Sir Henry Wood conducting
Went to the Queen's Hall, sat in the Orchestra and watched Sir Henry's statuesque figure conducting thro' a forest of bows, "which pleased me mightily." He would be worth watching if you were stone deaf. If you could not hear a sound, the animation and excitement of an orchestra in full swing, with the conductor cutting and slashing at invisible foes, make a magnificent spectacle.
The face of Sir Henry Wood strikes me as very much like the traditional pictures of Jesus Christ, tho' Sir Henry is dark—the melanic Messiah I call him (very much to my own delight). Rodin ought to do him in stone—Chesterfield's ideal of a man—a Corinthian edifice on Tuscan foundations. In Sir Henry's case there can be no disputing the Tuscan foundations. However swift and elegant the movements of his arms, his splendid lower extremities remain as firm as stone columns. While the music is calm and serene his right hand and baton execute in concert with the left, perfect geometric curves around his head. Then as it gathers in force and volume, when the bows begin to dart swiftly across the fiddles and the trumpets and trombones blaze away in a conflagration, we are all expectant—and even a little fearful, to observe his sabre-like cuts. The tension grows ... I hold my breath.... Sir Henry snatches a second to throw back a lock of his hair that has fallen limply across his forehead, then goes on in unrelenting pursuit, cutting and slashing at hordes of invisible fiends that leap howling out towards him. There is a great turmoil of combat, but the Conductor struggles on till the great explosion happens. But in spite of that, you see him still standing thro' a cloud of great chords, quite undaunted. His sword zigzags up and down the scale—suddenly the closed fist of his left hand shoots up straight and points to the zenith—like the arm of a heathen priest appealing to Baal to bring down fire from Heaven.... But the appeal avails nought and it looks as tho' it were all up for poor Sir Henry. The music is just as infuriated—his body writhes with it—the melanic Messiah crucified by the inappeasable desire to express by visible gestures all that he feels in his heart. He surrenders —so you think—he opens out both arms wide and baring his breast, dares them all to do their worst—like the picture of Moffat the missionary among the savages of the Dark Continent!
And yet he wins after all. At the very last moment he seems to summon all his remaining strength and in one final and devastating sweep mows down the orchestra rank by rank.... You awake from the nightmare to discover the victor acknowledging the applause in a series of his inimitable bows.
One ought to pack one's ears up with cotton wool at a concert where Sir Henry conducts.
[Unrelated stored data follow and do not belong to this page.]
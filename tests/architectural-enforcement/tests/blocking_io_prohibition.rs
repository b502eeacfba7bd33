//! Integration Test: Blocking I/O Prohibition
//!
//! **Policy**: Production code in the arena crates MUST NOT use blocking I/O.
//! **Required**: `tokio::fs`, `tokio::net` and async `reqwest`, never
//! `std::fs`, `std::net` or `reqwest::blocking`.

use std::fs;
use std::path::Path;

use architectural_enforcement::{test_module_start, workspace_root, PRODUCTION_DIRS};

/// Test that production code does not use blocking I/O
#[test]
fn test_no_blocking_io_in_production_code() {
    let violations = find_blocking_io_violations();

    if !violations.is_empty() {
        eprintln!("\n❌ CRITICAL: Blocking I/O calls found in production code!\n");

        for violation in &violations {
            eprintln!("  ❌ {violation}");
        }

        eprintln!("\n❌ FORBIDDEN blocking I/O:");
        eprintln!("  - std::fs::read_to_string(), std::fs::File");
        eprintln!("  - std::net::TcpStream");
        eprintln!("  - std::process::Command::output()");
        eprintln!("  - reqwest::blocking::*");
        eprintln!("\n✅ REQUIRED async I/O:");
        eprintln!("  - tokio::fs::read_to_string().await");
        eprintln!("  - tokio_tungstenite::connect_async().await");
        eprintln!("  - reqwest::Client::get().send().await");

        panic!(
            "\nFound {} blocking I/O violation(s) in production code.\nFix these before merging!",
            violations.len()
        );
    }
}

/// Find all blocking I/O calls in production code
fn find_blocking_io_violations() -> Vec<String> {
    let root = workspace_root();
    let mut violations = Vec::new();

    for dir in PRODUCTION_DIRS {
        let path = root.join(dir);
        assert!(path.exists(), "missing source directory {}", path.display());
        check_directory(&path, &mut violations);
    }

    violations
}

fn check_directory(dir: &Path, violations: &mut Vec<String>) {
    for entry in walkdir::WalkDir::new(dir)
        .into_iter()
        .filter_map(Result::ok)
    {
        if entry.path().extension().and_then(|s| s.to_str()) == Some("rs") {
            check_file(entry.path(), violations);
        }
    }
}

fn check_file(path: &Path, violations: &mut Vec<String>) {
    let Ok(content) = fs::read_to_string(path) else {
        return;
    };
    let lines: Vec<&str> = content.lines().collect();
    let end = test_module_start(&lines).unwrap_or(lines.len());

    for (idx, line) in lines[..end].iter().enumerate() {
        if let Some(kind) = blocking_kind(line) {
            violations.push(format!(
                "{}:{} - {kind}: {}",
                path.display(),
                idx + 1,
                line.trim()
            ));
        }
    }
}

/// Classify a blocking call on `line`, ignoring comments
fn blocking_kind(line: &str) -> Option<&'static str> {
    let code_part = line.split("//").next().unwrap_or(line);

    if code_part.contains("std::fs::") || code_part.contains("use std::fs") {
        return Some("Blocking file I/O");
    }
    if code_part.contains("std::net::") || code_part.contains("use std::net") {
        return Some("Blocking network I/O");
    }
    if code_part.contains("std::process::Command") {
        return Some("Blocking process I/O");
    }
    if code_part.contains("reqwest::blocking") {
        return Some("Blocking HTTP client");
    }
    None
}

#[cfg(test)]
mod tests {
    use super::*;

    #[test]
    fn test_blocking_io_detection() {
        assert_eq!(
            blocking_kind("    let contents = std::fs::read_to_string(\"file.txt\")?;"),
            Some("Blocking file I/O")
        );
        assert_eq!(
            blocking_kind("use std::net::TcpStream;"),
            Some("Blocking network I/O")
        );
        assert_eq!(
            blocking_kind("    let client = reqwest::blocking::Client::new();"),
            Some("Blocking HTTP client")
        );
    }

    #[test]
    fn test_async_io_is_allowed() {
        assert_eq!(
            blocking_kind("        match tokio::fs::read_to_string(&config_path).await {"),
            None
        );
        assert_eq!(blocking_kind("    // std::fs::read is what we avoid"), None);
    }
}
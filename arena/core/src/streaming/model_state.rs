//! Per-model stream progress

use crate::evaluation::ArabicMetrics;

/// Where one model is in its own token stream
///
/// Driven by the backend's `stream_start` / `stream_end` / `stream_error`
/// frames. A failed model does not fail the session.
#[derive(Clone, Debug, Default, PartialEq)]
pub enum ModelStreamState {
    /// No frame seen for this model yet
    #[default]
    Waiting,
    /// Tokens are arriving
    Streaming,
    /// The model finished its answer
    Finished {
        /// Server-measured latency
        latency_ms: Option<i64>,
        /// Output tokens
        token_count: Option<u32>,
        /// Linguistic statistics, when the server computed them
        arabic_metrics: Option<Box<ArabicMetrics>>,
    },
    /// The provider call failed
    Failed {
        /// Provider error text
        error: String,
    },
}

impl ModelStreamState {
    /// `Finished` or `Failed`
    #[must_use]
    pub fn is_done(&self) -> bool {
        matches!(self, Self::Finished { .. } | Self::Failed { .. })
    }

    /// Short label for display
    #[must_use]
    pub fn label(&self) -> &'static str {
        match self {
            Self::Waiting => "waiting",
            Self::Streaming => "streaming",
            Self::Finished { .. } => "done",
            Self::Failed { .. } => "failed",
        }
    }
}
//! Session Controller
//!
//! The public face of the crate. A [`SessionController`] is a cheap handle to
//! an actor task that owns the [`SessionMachine`] and the one transport
//! adapter serving the current generation.
//!
//! # Architecture
//!
//! ```text
//!  caller                       actor task                      adapter task
//! ┌──────────────┐  Command   ┌──────────────────────┐  spawn  ┌──────────────┐
//! │ submit()     │ ─────────▶ │ SessionMachine       │ ──────▶ │ run_stream   │
//! │ reset()      │            │  begin / reset       │         │   or         │
//! │              │            │  apply(event)        │ ◀────── │ run_polling  │
//! │ session()    │ ◀───────── │ watch::Sender        │  Event  └──────────────┘
//! │ updates()    │  Session   └──────────────────────┘
//! └──────────────┘
//! ```
//!
//! The actor is the only writer of [`Session`]; observers get clones through a
//! `watch` channel. On a transport-level socket failure the actor shuts the
//! stream adapter down (awaiting its exit, so the socket is closed) before it
//! spawns the polling adapter for the new generation.

use std::sync::Arc;

use tokio::sync::{mpsc, oneshot, watch};
use tokio_stream::wrappers::WatchStream;

use crate::config::ArenaConfig;
use crate::evaluation::EvaluationRequest;
use crate::events::{Generation, TransportEvent, TransportKind};
use crate::session::{Effect, Session, SessionError, SessionMachine, SessionStatus};
use crate::transport::frame::ConfigFrame;
use crate::transport::lifecycle::TransportHandle;
use crate::transport::polling::run_polling;
use crate::transport::stream_adapter::run_stream;
use crate::transport::traits::ApiError;
use crate::transport::{create_transports, Transports};

const COMMAND_BUFFER: usize = 16;
const EVENT_BUFFER: usize = 256;

enum Command {
    Submit {
        request: EvaluationRequest,
        reply: oneshot::Sender<Result<Generation, SessionError>>,
    },
    Reset {
        reply: oneshot::Sender<()>,
    },
}

/// Handle to a running session controller
///
/// Clones share the same session. The actor stops, cancelling any active
/// transport, once every handle is dropped.
#[derive(Clone)]
pub struct SessionController {
    commands: mpsc::Sender<Command>,
    snapshots: watch::Receiver<Session>,
    streaming_available: bool,
}

impl SessionController {
    /// Start a controller on the current tokio runtime
    #[must_use]
    pub fn spawn(transports: Transports) -> Self {
        let (commands, command_rx) = mpsc::channel(COMMAND_BUFFER);
        let (events_tx, events_rx) = mpsc::channel(EVENT_BUFFER);
        let (snapshot_tx, snapshots) = watch::channel(Session::default());
        let streaming_available = transports.streaming_available();

        let actor = ControllerActor {
            machine: SessionMachine::new(),
            transports,
            active: None,
            events_tx,
            snapshots: snapshot_tx,
        };
        tokio::spawn(actor.run(command_rx, events_rx));

        Self {
            commands,
            snapshots,
            streaming_available,
        }
    }

    /// Start a controller with network transports built from `config`
    ///
    /// # Errors
    ///
    /// Returns `ApiError::Network` if the HTTP client cannot be built.
    pub fn from_config(config: &ArenaConfig) -> Result<Self, ApiError> {
        Ok(Self::spawn(create_transports(config)?))
    }

    /// Whether new runs try the socket first
    #[must_use]
    pub fn streaming_available(&self) -> bool {
        self.streaming_available
    }

    /// Run an evaluation and wait for it to settle
    ///
    /// Resolves with the terminal snapshot, or with the `Idle` snapshot if the
    /// run was reset before it finished. Progress is visible through
    /// [`updates`](Self::updates) meanwhile.
    ///
    /// # Errors
    ///
    /// `SessionError::Busy` if a run is already pending or running;
    /// `SessionError::ControllerStopped` if the actor is gone.
    pub async fn submit(&self, request: EvaluationRequest) -> Result<Session, SessionError> {
        let mut updates = self.snapshots.clone();
        let (reply, reply_rx) = oneshot::channel();
        self.commands
            .send(Command::Submit { request, reply })
            .await
            .map_err(|_| SessionError::ControllerStopped)?;
        let generation = reply_rx
            .await
            .map_err(|_| SessionError::ControllerStopped)??;

        let settled = updates
            .wait_for(|session| !belongs_to_run(session, generation) || session.status().is_terminal())
            .await
            .map_err(|_| SessionError::ControllerStopped)?;
        Ok(settled.clone())
    }

    /// Cancel any active transport and return to `Idle`
    ///
    /// Idempotent.
    ///
    /// # Errors
    ///
    /// `SessionError::ControllerStopped` if the actor is gone.
    pub async fn reset(&self) -> Result<(), SessionError> {
        let (reply, reply_rx) = oneshot::channel();
        self.commands
            .send(Command::Reset { reply })
            .await
            .map_err(|_| SessionError::ControllerStopped)?;
        reply_rx.await.map_err(|_| SessionError::ControllerStopped)
    }

    /// Latest snapshot
    #[must_use]
    pub fn session(&self) -> Session {
        self.snapshots.borrow().clone()
    }

    /// Current status
    #[must_use]
    pub fn status(&self) -> SessionStatus {
        self.snapshots.borrow().status()
    }

    /// Stream of snapshots, starting with the current one
    #[must_use]
    pub fn updates(&self) -> WatchStream<Session> {
        WatchStream::new(self.snapshots.clone())
    }

    /// Raw watch receiver for callers that prefer `changed()`
    #[must_use]
    pub fn subscribe(&self) -> watch::Receiver<Session> {
        self.snapshots.clone()
    }
}

/// A run keeps its generation, except for the single bump of a migration
fn belongs_to_run(session: &Session, generation: Generation) -> bool {
    session.generation() == generation
        || (session.migrated() && session.generation() == generation.next())
}

// ============================================================================
// Actor
// ============================================================================

struct ControllerActor {
    machine: SessionMachine,
    transports: Transports,
    active: Option<TransportHandle>,
    events_tx: mpsc::Sender<TransportEvent>,
    snapshots: watch::Sender<Session>,
}

impl ControllerActor {
    async fn run(
        mut self,
        mut commands: mpsc::Receiver<Command>,
        mut events: mpsc::Receiver<TransportEvent>,
    ) {
        loop {
            tokio::select! {
                command = commands.recv() => match command {
                    Some(command) => self.handle_command(command).await,
                    None => break,
                },
                Some(event) = events.recv() => self.handle_event(event).await,
            }
        }
        self.stop_transport().await;
        tracing::debug!("Session controller stopped");
    }

    async fn handle_command(&mut self, command: Command) {
        match command {
            Command::Submit { request, reply } => {
                let transport = if self.transports.streaming_available() {
                    TransportKind::Streaming
                } else {
                    TransportKind::Polling
                };
                match self.machine.begin(request.clone(), transport) {
                    Ok(generation) => {
                        self.stop_transport().await;
                        self.start_transport(transport, generation, request);
                        self.publish();
                        let _ = reply.send(Ok(generation));
                    }
                    Err(e) => {
                        tracing::debug!(error = %e, "Submit rejected");
                        let _ = reply.send(Err(e));
                    }
                }
            }
            Command::Reset { reply } => {
                self.machine.reset();
                // Observers see Idle even while the adapter winds down
                self.publish();
                self.stop_transport().await;
                let _ = reply.send(());
            }
        }
    }

    async fn handle_event(&mut self, event: TransportEvent) {
        match self.machine.apply(event) {
            Effect::None => {}
            Effect::Finish => self.stop_transport().await,
            Effect::Migrate { generation } => {
                self.stop_transport().await;
                if let Some(request) = self.machine.request().cloned() {
                    self.start_transport(TransportKind::Polling, generation, request);
                }
            }
        }
        self.publish();
    }

    fn start_transport(
        &mut self,
        kind: TransportKind,
        generation: Generation,
        request: EvaluationRequest,
    ) {
        let events = self.events_tx.clone();
        let handle = match (kind, self.transports.streaming.as_ref()) {
            (TransportKind::Streaming, Some(connector)) => {
                let connector = Arc::clone(connector);
                let frame = ConfigFrame::from_request(&request, self.transports.default_max_tokens);
                let close_timeout = self.transports.close_timeout;
                TransportHandle::spawn(kind, generation, events, move |sink| {
                    run_stream(connector, frame, close_timeout, sink)
                })
            }
            _ => {
                let api = Arc::clone(&self.transports.polling);
                let settings = self.transports.poll_settings;
                TransportHandle::spawn(TransportKind::Polling, generation, events, move |sink| {
                    run_polling(api, request, settings, sink)
                })
            }
        };
        self.active = Some(handle);
    }

    async fn stop_transport(&mut self) {
        if let Some(handle) = self.active.take() {
            handle.shutdown().await;
        }
    }

    fn publish(&self) {
        let current = self.machine.session();
        self.snapshots.send_if_modified(|published| {
            if published == current {
                false
            } else {
                *published = current.clone();
                true
            }
        });
    }
}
Otherwise, the music is apt to distract one's attention. R.L.S. wanted to be at the head of a cavalry charge—sword over head—but I'd rather fight an orchestra with a baton.
Beethoven's Fifth Symphony
This symphony always works me up into an ecstasy; in ecstatic sympathy with its dreadfulness I could stand up in the balcony and fling myself down passionately into the arena below. Yet there were women sitting alongside me to-day—knitting! It so annoyed and irritated me that at the end of the first movement I got up and sat elsewhere. They would have sat knitting at the foot of the Cross, I suppose.
At the end of the second movement, two or three other women got up and went home to tea! It would have surprised me no more to have seen a cork extract itself from its bottle and promenade.